INFORMATION section start

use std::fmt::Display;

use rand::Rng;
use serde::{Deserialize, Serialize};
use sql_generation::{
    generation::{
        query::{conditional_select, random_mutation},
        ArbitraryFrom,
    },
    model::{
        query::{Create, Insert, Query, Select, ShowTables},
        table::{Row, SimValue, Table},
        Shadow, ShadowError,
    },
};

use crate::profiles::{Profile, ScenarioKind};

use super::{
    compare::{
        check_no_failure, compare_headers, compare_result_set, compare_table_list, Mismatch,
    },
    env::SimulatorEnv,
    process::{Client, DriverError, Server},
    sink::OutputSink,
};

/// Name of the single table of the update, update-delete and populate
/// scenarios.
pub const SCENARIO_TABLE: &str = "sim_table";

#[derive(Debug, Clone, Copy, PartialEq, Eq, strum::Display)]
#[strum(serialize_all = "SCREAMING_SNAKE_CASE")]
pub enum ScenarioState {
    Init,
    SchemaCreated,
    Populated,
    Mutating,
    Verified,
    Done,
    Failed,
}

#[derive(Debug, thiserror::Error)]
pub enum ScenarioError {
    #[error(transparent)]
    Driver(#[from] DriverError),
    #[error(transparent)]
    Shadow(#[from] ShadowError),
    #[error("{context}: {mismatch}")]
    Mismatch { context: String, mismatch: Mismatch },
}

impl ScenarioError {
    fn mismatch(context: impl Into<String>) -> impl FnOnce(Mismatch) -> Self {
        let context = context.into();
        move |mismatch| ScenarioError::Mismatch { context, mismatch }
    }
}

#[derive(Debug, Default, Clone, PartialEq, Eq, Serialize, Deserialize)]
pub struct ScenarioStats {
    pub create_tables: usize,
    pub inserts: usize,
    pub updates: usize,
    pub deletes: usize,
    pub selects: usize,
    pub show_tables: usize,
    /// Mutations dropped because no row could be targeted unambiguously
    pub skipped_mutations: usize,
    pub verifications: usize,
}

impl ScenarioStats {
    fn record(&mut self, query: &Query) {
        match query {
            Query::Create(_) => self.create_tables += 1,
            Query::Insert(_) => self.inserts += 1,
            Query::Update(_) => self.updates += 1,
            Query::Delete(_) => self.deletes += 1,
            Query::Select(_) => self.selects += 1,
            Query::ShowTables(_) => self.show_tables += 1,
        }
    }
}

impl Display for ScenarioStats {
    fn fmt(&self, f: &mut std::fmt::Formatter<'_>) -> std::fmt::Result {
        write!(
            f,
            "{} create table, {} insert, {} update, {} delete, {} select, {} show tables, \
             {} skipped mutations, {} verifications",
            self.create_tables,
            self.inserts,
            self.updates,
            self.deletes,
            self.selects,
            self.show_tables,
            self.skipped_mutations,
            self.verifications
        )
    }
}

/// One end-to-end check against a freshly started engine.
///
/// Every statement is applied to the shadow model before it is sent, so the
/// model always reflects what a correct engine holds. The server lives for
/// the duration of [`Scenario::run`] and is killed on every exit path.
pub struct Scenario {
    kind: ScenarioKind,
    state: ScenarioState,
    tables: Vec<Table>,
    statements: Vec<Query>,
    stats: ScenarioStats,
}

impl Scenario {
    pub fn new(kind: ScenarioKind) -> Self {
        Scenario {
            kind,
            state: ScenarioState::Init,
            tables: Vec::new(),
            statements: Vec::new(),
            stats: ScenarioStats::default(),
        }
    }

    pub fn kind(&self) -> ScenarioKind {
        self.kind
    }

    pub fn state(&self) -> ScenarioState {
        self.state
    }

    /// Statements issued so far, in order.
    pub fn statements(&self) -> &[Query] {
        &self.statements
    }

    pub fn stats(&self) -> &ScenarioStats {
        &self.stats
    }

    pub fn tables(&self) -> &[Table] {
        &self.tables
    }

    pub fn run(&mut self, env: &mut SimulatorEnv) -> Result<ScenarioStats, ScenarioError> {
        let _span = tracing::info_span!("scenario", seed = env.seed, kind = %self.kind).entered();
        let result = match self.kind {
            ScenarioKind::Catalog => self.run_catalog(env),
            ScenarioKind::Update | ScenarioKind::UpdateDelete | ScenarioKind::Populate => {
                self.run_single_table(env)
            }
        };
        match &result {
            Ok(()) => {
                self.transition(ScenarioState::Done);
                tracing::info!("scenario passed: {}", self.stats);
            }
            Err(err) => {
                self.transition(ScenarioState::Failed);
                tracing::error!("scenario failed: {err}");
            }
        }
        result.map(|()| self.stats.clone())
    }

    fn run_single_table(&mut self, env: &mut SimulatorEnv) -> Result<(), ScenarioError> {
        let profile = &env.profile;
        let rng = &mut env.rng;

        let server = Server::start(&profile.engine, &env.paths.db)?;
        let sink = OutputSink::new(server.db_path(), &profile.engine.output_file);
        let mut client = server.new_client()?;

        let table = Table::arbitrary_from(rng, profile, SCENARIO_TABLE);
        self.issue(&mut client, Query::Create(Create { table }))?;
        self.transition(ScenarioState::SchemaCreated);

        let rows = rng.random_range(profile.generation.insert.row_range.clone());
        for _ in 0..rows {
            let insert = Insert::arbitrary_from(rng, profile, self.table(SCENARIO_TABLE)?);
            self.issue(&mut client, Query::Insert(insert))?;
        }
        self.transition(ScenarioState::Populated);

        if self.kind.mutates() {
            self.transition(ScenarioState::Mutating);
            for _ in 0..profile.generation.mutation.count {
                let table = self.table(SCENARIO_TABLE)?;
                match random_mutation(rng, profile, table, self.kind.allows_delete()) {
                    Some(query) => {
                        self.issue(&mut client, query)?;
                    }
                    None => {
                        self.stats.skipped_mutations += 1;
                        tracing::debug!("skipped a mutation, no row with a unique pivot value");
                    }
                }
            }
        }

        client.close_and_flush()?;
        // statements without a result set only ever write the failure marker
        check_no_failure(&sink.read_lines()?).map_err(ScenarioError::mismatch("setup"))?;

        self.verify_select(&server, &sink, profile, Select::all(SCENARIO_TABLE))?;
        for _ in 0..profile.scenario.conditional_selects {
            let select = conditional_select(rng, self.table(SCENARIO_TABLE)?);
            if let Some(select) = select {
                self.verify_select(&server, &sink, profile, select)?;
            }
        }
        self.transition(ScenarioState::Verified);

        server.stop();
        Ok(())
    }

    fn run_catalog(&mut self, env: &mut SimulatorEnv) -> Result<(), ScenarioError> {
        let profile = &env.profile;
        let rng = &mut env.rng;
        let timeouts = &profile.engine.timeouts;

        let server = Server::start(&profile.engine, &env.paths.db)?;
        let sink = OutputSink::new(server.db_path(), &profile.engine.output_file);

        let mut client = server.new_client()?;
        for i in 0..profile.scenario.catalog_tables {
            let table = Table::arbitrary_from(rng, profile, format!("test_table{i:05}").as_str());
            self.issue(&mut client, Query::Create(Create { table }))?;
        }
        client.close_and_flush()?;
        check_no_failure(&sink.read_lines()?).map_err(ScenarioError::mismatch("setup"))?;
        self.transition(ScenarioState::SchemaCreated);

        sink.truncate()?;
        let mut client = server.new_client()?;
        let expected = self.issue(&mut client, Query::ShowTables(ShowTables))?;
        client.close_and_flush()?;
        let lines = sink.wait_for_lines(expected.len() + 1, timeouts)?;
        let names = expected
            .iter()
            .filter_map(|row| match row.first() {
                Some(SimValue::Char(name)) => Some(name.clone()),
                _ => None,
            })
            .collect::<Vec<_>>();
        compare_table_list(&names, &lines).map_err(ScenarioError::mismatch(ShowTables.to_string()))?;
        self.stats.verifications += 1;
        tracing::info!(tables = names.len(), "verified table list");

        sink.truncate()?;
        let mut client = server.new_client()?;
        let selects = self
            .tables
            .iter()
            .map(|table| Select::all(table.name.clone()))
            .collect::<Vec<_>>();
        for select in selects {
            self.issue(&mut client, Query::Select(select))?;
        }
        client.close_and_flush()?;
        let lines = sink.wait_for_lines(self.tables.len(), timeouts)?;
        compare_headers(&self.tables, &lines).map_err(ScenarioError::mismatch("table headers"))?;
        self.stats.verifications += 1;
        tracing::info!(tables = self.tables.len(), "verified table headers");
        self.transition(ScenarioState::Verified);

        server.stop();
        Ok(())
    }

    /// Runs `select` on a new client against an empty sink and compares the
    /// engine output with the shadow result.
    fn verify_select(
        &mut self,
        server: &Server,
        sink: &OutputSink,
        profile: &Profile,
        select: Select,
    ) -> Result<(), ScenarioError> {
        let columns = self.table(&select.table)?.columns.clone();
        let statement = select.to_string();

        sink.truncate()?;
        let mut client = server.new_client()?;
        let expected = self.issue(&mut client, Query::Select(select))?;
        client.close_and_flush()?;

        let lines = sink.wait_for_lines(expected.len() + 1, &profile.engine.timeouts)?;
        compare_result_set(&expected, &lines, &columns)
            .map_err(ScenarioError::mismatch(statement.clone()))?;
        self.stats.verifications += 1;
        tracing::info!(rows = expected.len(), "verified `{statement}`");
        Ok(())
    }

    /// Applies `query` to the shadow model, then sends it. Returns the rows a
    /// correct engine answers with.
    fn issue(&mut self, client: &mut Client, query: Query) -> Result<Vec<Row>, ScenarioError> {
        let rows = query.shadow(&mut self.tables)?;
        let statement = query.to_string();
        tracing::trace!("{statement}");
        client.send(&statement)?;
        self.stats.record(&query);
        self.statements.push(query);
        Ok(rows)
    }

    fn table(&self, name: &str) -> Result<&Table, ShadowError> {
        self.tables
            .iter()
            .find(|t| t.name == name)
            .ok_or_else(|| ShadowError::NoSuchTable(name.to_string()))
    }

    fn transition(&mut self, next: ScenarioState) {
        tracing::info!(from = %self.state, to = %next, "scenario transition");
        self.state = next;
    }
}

INFORMATION section end

THE PROBLEM: Every line containing the string "SimulatorEnv" in the entries should be counted; give the resulting number and nothing else.

ANSWER BOX: 4